Certaines règles environnementales de base de la Politique agricole commune (PAC) échappent également au cahier des charges de ce prétendu label écologique. Les producteurs concernés peuvent notamment s’affranchir des exigences de la PAC concernant l’établissement d’infrastructures agroécologiques. Ces espaces semi-naturels bordant les cultures, comme les haies, les lisières de forêt ou les mares, fournissent pourtant des services écosystémiques primordiaux à la survie des espèces sauvages.

« Aucun bénéfice environnemental »

« Ce triste constat ne sort pas de nos bouches, mais de celles des autorités compétentes », poursuit Philippe Camburet. En 2020, une note confidentielle de l’Office français de la biodiversité (OFB) avait en effet été remise aux ministères de l’Agriculture et de la Transition écologique. Cette étude de l’agence publique confirmait que le label agricole ne présentait pas de bénéfice environnemental dans une grande majorité des cas : « Les seuils retenus ne permettent pas de sélectionner des exploitations particulièrement vertueuses », détaillait le rapport. Un avis partagé par l’Institut du développement durable et des relations internationales (IDDRI).

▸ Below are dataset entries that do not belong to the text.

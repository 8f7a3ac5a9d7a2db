// SPDX-License-Identifier: Apache-2.0
// Copyright (c) 2025 Polyframe Inc.

//! Distance queries between points, lines, segments, planes and triangles

use super::primitives::{Line3, Plane, Point3, Segment3, Triangle3};

/// Squared cross-product length below which two unit directions are parallel.
const PARALLEL_EPS: f64 = 1e-20;

/// Closest point to `p` on the segment; the endpoint for a degenerate segment.
pub fn closest_point_on_segment(p: &Point3, segment: &Segment3) -> Point3 {
    let d = segment.direction();
    let len2 = d.norm_squared();
    if len2 == 0.0 {
        return segment.a;
    }
    let t = ((p - segment.a).dot(&d) / len2).clamp(0.0, 1.0);
    segment.point_at(t)
}

pub fn point_segment_distance(p: &Point3, segment: &Segment3) -> f64 {
    (p - closest_point_on_segment(p, segment)).norm()
}

pub fn point_line_distance(p: &Point3, line: &Line3) -> f64 {
    (p - line.project(p)).norm()
}

/// Signed distance, positive on the side the normal points to.
pub fn point_plane_distance(p: &Point3, plane: &Plane) -> f64 {
    plane.signed_distance(p)
}

/// Distance between two infinite lines.
///
/// Parallel lines fall back to the distance from one origin to the other line.
pub fn line_line_distance(l1: &Line3, l2: &Line3) -> f64 {
    let cross = l1.direction.cross(&l2.direction);
    let len2 = cross.norm_squared();
    if len2 <= PARALLEL_EPS {
        return point_line_distance(&l2.origin, l1);
    }
    (l2.origin - l1.origin).dot(&cross).abs() / len2.sqrt()
}

/// Closest points `(on s1, on s2)` between two segments.
///
/// Handles degenerate segments and parallel segments (Ericson, Real-Time
/// Collision Detection, 5.1.9).
pub fn closest_points_segment_segment(s1: &Segment3, s2: &Segment3) -> (Point3, Point3) {
    let d1 = s1.direction();
    let d2 = s2.direction();
    let r = s1.a - s2.a;
    let a = d1.norm_squared();
    let e = d2.norm_squared();
    let f = d2.dot(&r);

    if a == 0.0 && e == 0.0 {
        return (s1.a, s2.a);
    }
    let (s, t) = if a == 0.0 {
        (0.0, (f / e).clamp(0.0, 1.0))
    } else {
        let c = d1.dot(&r);
        if e == 0.0 {
            ((-c / a).clamp(0.0, 1.0), 0.0)
        } else {
            let b = d1.dot(&d2);
            let denom = a * e - b * b;
            let mut s = if denom > 0.0 {
                ((b * f - c * e) / denom).clamp(0.0, 1.0)
            } else {
                0.0
            };
            let mut t = (b * s + f) / e;
            if t < 0.0 {
                t = 0.0;
                s = (-c / a).clamp(0.0, 1.0);
            } else if t > 1.0 {
                t = 1.0;
                s = ((b - c) / a).clamp(0.0, 1.0);
            }
            (s, t)
        }
    };
    (s1.point_at(s), s2.point_at(t))
}

pub fn segment_segment_distance(s1: &Segment3, s2: &Segment3) -> f64 {
    let (p, q) = closest_points_segment_segment(s1, s2);
    (p - q).norm()
}

/// Closest point on a triangle by Voronoi region classification.
pub fn closest_point_on_triangle(p: &Point3, triangle: &Triangle3) -> Point3 {
    let (a, b, c) = (triangle.a, triangle.b, triangle.c);
    let ab = b - a;
    let ac = c - a;
    let ap = p - a;
    let d1 = ab.dot(&ap);
    let d2 = ac.dot(&ap);
    if d1 <= 0.0 && d2 <= 0.0 {
        return a;
    }

    let bp = p - b;
    let d3 = ab.dot(&bp);
    let d4 = ac.dot(&bp);
    if d3 >= 0.0 && d4 <= d3 {
        return b;
    }

    let vc = d1 * d4 - d3 * d2;
    if vc <= 0.0 && d1 >= 0.0 && d3 <= 0.0 {
        let v = d1 / (d1 - d3);
        return a + ab * v;
    }

    let cp = p - c;
    let d5 = ab.dot(&cp);
    let d6 = ac.dot(&cp);
    if d6 >= 0.0 && d5 <= d6 {
        return c;
    }

    let vb = d5 * d2 - d1 * d6;
    if vb <= 0.0 && d2 >= 0.0 && d6 <= 0.0 {
        let w = d2 / (d2 - d6);
        return a + ac * w;
    }

    let va = d3 * d6 - d5 * d4;
    if va <= 0.0 && (d4 - d3) >= 0.0 && (d5 - d6) >= 0.0 {
        let w = (d4 - d3) / ((d4 - d3) + (d5 - d6));
        return b + (c - b) * w;
    }

    let denom = va + vb + vc;
    if denom == 0.0 {
        // degenerate triangle: nearest of the three edges
        return triangle
            .edges()
            .iter()
            .map(|e| closest_point_on_segment(p, e))
            .min_by(|x, y| (p - x).norm_squared().total_cmp(&(p - y).norm_squared()))
            .unwrap_or(a);
    }
    let v = vb / denom;
    let w = vc / denom;
    a + ab * v + ac * w
}

pub fn point_triangle_distance(p: &Point3, triangle: &Triangle3) -> f64 {
    (p - closest_point_on_triangle(p, triangle)).norm()
}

Le label HVE n’exclut pas le recours aux intrants chimiques. © Anne Speltz / Reporterre

« Quand l’idée de ce label a émergé en 2007, nous-même avons soutenu cette volonté de créer une troisième voie de transition entre le conventionnel et le bio », reconnaît aujourd’hui Nadine Lauverjat. Seulement, quinze ans plus tard, force est de constater l’échec de cette politique. Menée en octobre dernier par l’OFB, une autre évaluation des performances de la certification concluait que le label HVE constituait « assez rarement une évolution vers d’autres certifications ». Et la modeste révision du référentiel, entreprise par le gouvernement à l’automne passé, n’a pas amélioré la situation.

« Une concurrence malhonnête »

Méconnu des agriculteurs, le label HVE est resté confidentiel de longues années. Petit à petit, les grands distributeurs y ont toutefois décelé l’opportunité économique de vendre à moindres frais des produits perçus comme vertueux pour la planète. Dès lors, la filière est montée en puissance, brouillant la perception des clients : « Des études ont montré qu’une bonne partie des consommateurs accordait autant de crédit au HVE qu’au label AB, s’agace Philippe Camburet. Une confusion s’installe et les répercussions sont déjà là pour les agriculteurs bio, avec des demandes en berne. »

En saisissant le Conseil d’État, le collectif entend faire reconnaître les difficultés rencontrées par l’agriculture biologique. « Mettre ces deux labels sur un pied d’égalité, comme le fait le ministère de l’Agriculture, est une aberration, insiste la porte-parole de Générations futures. Cette concurrence est malhonnête. » En mars dernier, la Commission européenne avait d’ailleurs reproché à l’exécutif français de ne pas différencier les niveaux de rémunération des deux labels, dans l’attribution des aides publiques.

Contacté par Reporterre, le ministère de l’Agriculture assure avoir revu « à la hausse les exigences sur les indicateurs de protection de la biodiversité, de limitation de l’usage des produits phytosanitaires, et de gestion raisonnée de la fertilisation ». Il maintient que la certification HVE « représente aujourd’hui un outil utile pour accompagner le changement de pratiques de nos agriculteurs ».